I am trying to write a very simple code using Spark in Pycharm and my os is Windows 8. I have been dealing with several problems which somehow managed to fix except for one. When I run the code using pyspark.cmd everything works smoothly but I have had no luck with the same code in pycharm. There was a problem with SPARK_HOME variable which I fixed using the following code:
import sys
import os
os.environ['SPARK_HOME'] = "C:/Spark/spark-1.4.1-bin-hadoop2.6"
sys.path.append("C:/Spark/spark-1.4.1-bin-hadoop2.6/python")
sys.path.append('C:/Spark/spark-1.4.1-bin-hadoop2.6/python/pyspark')

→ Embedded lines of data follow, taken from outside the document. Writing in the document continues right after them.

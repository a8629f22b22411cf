//! Engine metrics collection

use serde::Serialize;
use std::sync::atomic::{AtomicI64, AtomicU64, Ordering};
use std::time::Instant;

/// Counters for everything the engine processes. Updated by the worker,
/// read by the gateway's status and metrics endpoints.
pub struct EngineMetrics {
    started_at: Instant,
    duels_created: AtomicU64,
    duels_resolved: AtomicU64,
    duels_cancelled: AtomicU64,
    ffas_created: AtomicU64,
    ffas_resolved: AtomicU64,
    ffas_voided: AtomicU64,
    commands_processed: AtomicU64,
    commands_rejected: AtomicU64,
    lifecycle_events: AtomicU64,
    ledger_failures: AtomicU64,
    escrow_held: AtomicI64,
}

/// Point-in-time view of the counters.
#[derive(Debug, Clone, Serialize)]
pub struct MetricsSnapshot {
    pub uptime_secs: u64,
    pub duels_created: u64,
    pub duels_resolved: u64,
    pub duels_cancelled: u64,
    pub ffas_created: u64,
    pub ffas_resolved: u64,
    pub ffas_voided: u64,
    pub commands_processed: u64,
    pub commands_rejected: u64,
    pub lifecycle_events: u64,
    pub ledger_failures: u64,
    pub escrow_held: i64,
}

impl EngineMetrics {
    pub fn new() -> Self {
        Self {
            started_at: Instant::now(),
            duels_created: AtomicU64::new(0),
            duels_resolved: AtomicU64::new(0),
            duels_cancelled: AtomicU64::new(0),
            ffas_created: AtomicU64::new(0),
            ffas_resolved: AtomicU64::new(0),
            ffas_voided: AtomicU64::new(0),
            commands_processed: AtomicU64::new(0),
            commands_rejected: AtomicU64::new(0),
            lifecycle_events: AtomicU64::new(0),
            ledger_failures: AtomicU64::new(0),
            escrow_held: AtomicI64::new(0),
        }
    }

    pub fn record_duel_created(&self) {
        self.duels_created.fetch_add(1, Ordering::Relaxed);
    }

    pub fn record_duel_resolved(&self) {
        self.duels_resolved.fetch_add(1, Ordering::Relaxed);
    }

    pub fn record_duel_cancelled(&self) {
        self.duels_cancelled.fetch_add(1, Ordering::Relaxed);
    }

    pub fn record_ffa_created(&self) {
        self.ffas_created.fetch_add(1, Ordering::Relaxed);
    }

    pub fn record_ffa_resolved(&self) {
        self.ffas_resolved.fetch_add(1, Ordering::Relaxed);
    }

    pub fn record_ffa_voided(&self) {
        self.ffas_voided.fetch_add(1, Ordering::Relaxed);
    }

    pub fn record_command(&self, rejected: bool) {
        self.commands_processed.fetch_add(1, Ordering::Relaxed);
        if rejected {
            self.commands_rejected.fetch_add(1, Ordering::Relaxed);
        }
    }

    pub fn record_lifecycle_event(&self) {
        self.lifecycle_events.fetch_add(1, Ordering::Relaxed);
    }

    pub fn record_ledger_failure(&self) {
        self.ledger_failures.fetch_add(1, Ordering::Relaxed);
    }

    /// Gauge: total credits currently escrowed across all pots.
    pub fn set_escrow_held(&self, total: i64) {
        self.escrow_held.store(total, Ordering::Relaxed);
    }

    pub fn snapshot(&self) -> MetricsSnapshot {
        MetricsSnapshot {
            uptime_secs: self.started_at.elapsed().as_secs(),
            duels_created: self.duels_created.load(Ordering::Relaxed),
            duels_resolved: self.duels_resolved.load(Ordering::Relaxed),
            duels_cancelled: self.duels_cancelled.load(Ordering::Relaxed),
            ffas_created: self.ffas_created.load(Ordering::Relaxed),
            ffas_resolved: self.ffas_resolved.load(Ordering::Relaxed),
            ffas_voided: self.ffas_voided.load(Ordering::Relaxed),
            commands_processed: self.commands_processed.load(Ordering::Relaxed),
            commands_rejected: self.commands_rejected.load(Ordering::Relaxed),
            lifecycle_events: self.lifecycle_events.load(Ordering::Relaxed),
            ledger_failures: self.ledger_failures.load(Ordering::Relaxed),
            escrow_held: self.escrow_held.load(Ordering::Relaxed),
        }
    }

    /// Prometheus text exposition of the snapshot.
    pub fn prometheus_text(&self) -> String {
        let s = self.snapshot();
        let mut out = String::with_capacity(1024);

        let counters = [
            ("sidepot_duels_created_total", "Duels proposed", s.duels_created),
            ("sidepot_duels_resolved_total", "Duels settled with a winner", s.duels_resolved),
            ("sidepot_duels_cancelled_total", "Duels cancelled before settlement", s.duels_cancelled),
            ("sidepot_ffas_created_total", "Free-for-alls opened", s.ffas_created),
            ("sidepot_ffas_resolved_total", "Free-for-alls won", s.ffas_resolved),
            ("sidepot_ffas_voided_total", "Free-for-alls ended with no winner", s.ffas_voided),
            ("sidepot_commands_processed_total", "Participant commands processed", s.commands_processed),
            ("sidepot_commands_rejected_total", "Participant commands rejected", s.commands_rejected),
            ("sidepot_lifecycle_events_total", "Host lifecycle events processed", s.lifecycle_events),
            ("sidepot_ledger_failures_total", "Ledger calls that failed", s.ledger_failures),
        ];
        for (name, help, value) in counters {
            out.push_str(&format!("# HELP {name} {help}\n"));
            out.push_str(&format!("# TYPE {name} counter\n"));
            out.push_str(&format!("{name} {value}\n"));
        }

        out.push_str("# HELP sidepot_escrow_held Credits currently escrowed in pots\n");
        out.push_str("# TYPE sidepot_escrow_held gauge\n");
        out.push_str(&format!("sidepot_escrow_held {}\n", s.escrow_held));

        out.push_str("# HELP sidepot_uptime_seconds Seconds since engine start\n");
        out.push_str("# TYPE sidepot_uptime_seconds gauge\n");
        out.push_str(&format!("sidepot_uptime_seconds {}\n", s.uptime_secs));

        out
    }
}

impl Default for EngineMetrics {
    fn default() -> Self {
        Self::new()
    }
}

So now when I import the pyspark and everything is fine:
from pyspark import SparkContext
The problem rises when I want to run the rest of my code:
logFile = "C:/Spark/spark-1.4.1-bin-hadoop2.6/README.md"
sc = SparkContext()
logData = sc.textFile(logFile).cache()
logData.count()
When I receive the following error:
15/08/27 12:04:15 ERROR Executor: Exception in task 0.0 in stage 0.0 (TID 0)
java.io.IOException: Cannot run program "python": CreateProcess error=2, The system cannot find the file specified
I have added the python path as an environment variable and it's working properly using the command line but I could not figure out what my problem is with this code. Any help or comment is much appreciated.
Thanks